Toute une série de restrictions ont été significativement allégées ou le seront dans un futur proche. Des rassemblements de 30 personnes seront de nouveaux légaux, des manifestations comptant 300 activistes, également. Un semblant de convivialité sera de nouveau de mise dans les restaurants. Tant mieux, même si ce n’est pas encore open bar.
Mais on est loin d’un retour au statu quo ante. La culture restera sérieusement corsetée. Les rassemblements de plus de 1000 personnes restent interdits jusqu’à fin août. La fête nationale sera un peu tristounette cette année.
Surtout, on relèvera que les signaux les plus importants ont été envoyés en direction de l’économie. La libre circulation des travailleurs sera à nouveau autorisée dès le 8 juin et celle des personnes à l’intérieur de l’espace Schengen dès le 6 juillet.
Le Conseil fédéral n’a pas oublié que l’on vote sur l’initiative de résiliation des accords bilatéraux à la rentrée: il ouvre à la fois les vannes du marché du travail, tout en promettant des mesures destinées à favoriser la main-d’œuvre présente en Suisse. Le fameux consensus mou, cher à la Suisse. Dans ce domaine, le retour à la normalité est effectivement perceptible.
Les semaines qui suivront s’avéreront cruciales en termes de libertés publiques et de droits démocratiques. Si certains de ces derniers sont rétablis – la récolte de signatures dans le cadre de campagnes référendaires ou d’initiatives est à nouveau possible –, on se rend bien compte que ce droit reste sous contrainte et que le climat politique ne sera guère favorable à l’exercice de la démocratie semi-directe.

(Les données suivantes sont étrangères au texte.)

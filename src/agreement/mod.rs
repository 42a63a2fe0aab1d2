//! Inter-rater agreement statistics over a consolidated [`ScoreTable`].
//!
//! Every statistic that can be numerically undefined (too few items or
//! raters, a zero denominator) is reported as `None`; siblings are computed
//! independently so one degenerate value never hides the others.

use serde::Serialize;

use crate::scores::{ScoreTable, mean, sample_std_dev};

mod anova;
mod correlation;
mod labels;
mod pairwise;

use self::anova::{anova_components, icc_all};
use self::correlation::kendalls_w;
use self::pairwise::{PairwiseMetric, pairwise_matrix};

pub use self::anova::{AnovaComponents, IccSet};
pub use self::labels::{UNDEFINED_LABEL, ccc_label, icc_label};
pub use self::pairwise::PairwiseMatrix;

#[derive(Debug, Clone, PartialEq, Serialize)]
pub struct AgreementSummary {
    pub item_count: usize,
    pub raters: Vec<String>,
    pub overall_mean: Option<f64>,
    pub overall_std: Option<f64>,
    pub anova: AnovaComponents,
    pub icc: IccSet,
    pub spearman: PairwiseMatrix,
    pub ccc: PairwiseMatrix,
    pub mean_spearman: Option<f64>,
    pub mean_ccc: Option<f64>,
    pub kendalls_w: Option<f64>,
}

pub fn compute_agreement(table: &ScoreTable) -> AgreementSummary {
    let matrix = table.matrix();
    let anova = anova_components(&matrix);
    let icc = icc_all(&anova);
    let spearman = pairwise_matrix(table, PairwiseMetric::Spearman);
    let ccc = pairwise_matrix(table, PairwiseMetric::Ccc);
    let item_means = table.mean_column();

    AgreementSummary {
        item_count: table.item_count(),
        raters: table.raters().to_vec(),
        overall_mean: mean(&item_means),
        overall_std: sample_std_dev(&item_means),
        anova,
        icc,
        mean_spearman: spearman.upper_mean(),
        mean_ccc: ccc.upper_mean(),
        spearman,
        ccc,
        kendalls_w: kendalls_w(&matrix),
    }
}
pub mod analyze;
pub mod relevance;
pub mod threshold;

Pour l’heure, l’exécutif fédéral garde la main. Sur les cantons – la subsidiarité reste un concept un peu creux pour l’heure – et, en partie, sur le parlement. Pour l’heure, le législatif n’est pas parvenu à jouer son rôle de premier pouvoir. Il s’est surtout borné à quittancer des décisions du gouvernement. La politique devra reprendre ses droits. Il sera important d’y veiller, y compris dans la rue, en revendiquant pleinement l’application de ces libertés fondamentales.